# Small Victories. Contagious Joy.



## 4DThinker (Feb 16, 2014)

I don't hesitate to share the woes and frustrations I encounter while teaching furniture design. There is a reason I love the job though, and this week was a perfect example. Summer school students were assigned to design and build a plant stand to be completed in three class days. If the students wanted my opinion on their designs I'd share it, but this project was more about me seeing what they could come up with on their own. 

The class meets all afternoon Tuesday through Thursday. Thursday at the end of class the projects needed to be assembled. They can apply finishes on them over the weekend for photos I'll take when we meet next Tuesday. Around 3:30 the first assembled projects started to appear.

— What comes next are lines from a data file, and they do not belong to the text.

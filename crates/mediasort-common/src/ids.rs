//! Typed ID wrapper for queued batches.

use serde::{Deserialize, Serialize};
use std::str::FromStr;
use uuid::Uuid;

use crate::Error;

/// Unique identifier for a queued series batch.
#[derive(Debug, Clone, Copy, PartialEq, Eq, Hash, Serialize, Deserialize)]
#[serde(transparent)]
pub struct BatchId(Uuid);

impl BatchId {
    /// Generate a new random batch ID.
    #[must_use]
    pub fn new() -> Self {
        Self(Uuid::new_v4())
    }
}

impl Default for BatchId {
    fn default() -> Self {
        Self::new()
    }
}

impl From<Uuid> for BatchId {
    fn from(uuid: Uuid) -> Self {
        Self(uuid)
    }
}

impl From<BatchId> for Uuid {
    fn from(id: BatchId) -> Self {
        id.0
    }
}

impl FromStr for BatchId {
    type Err = Error;

    fn from_str(s: &str) -> Result<Self, Self::Err> {
        Uuid::parse_str(s.trim())
            .map(Self)
            .map_err(|_| Error::validation(format!("Invalid batch id: {s}")))
    }
}

impl std::fmt::Display for BatchId {
    fn fmt(&self, f: &mut std::fmt::Formatter<'_>) -> std::fmt::Result {
        write!(f, "{}", self.0)
    }
}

Parts came together. Stability was checked. Quick corrections/adjustments were being made. Complimentary murmurs could be heard with each reveal. I'd helped a student do VCarve inlays on the shelves of her stand, and the results only appeared after glue was dry and waste was trimmed and boards were sanded down. The leaf patterns that had only existed in computer renderings now revealed themselves as walnut inlaid into hickory. Oohs and aahs rose up from the other students when a glimpse was caught of the results. 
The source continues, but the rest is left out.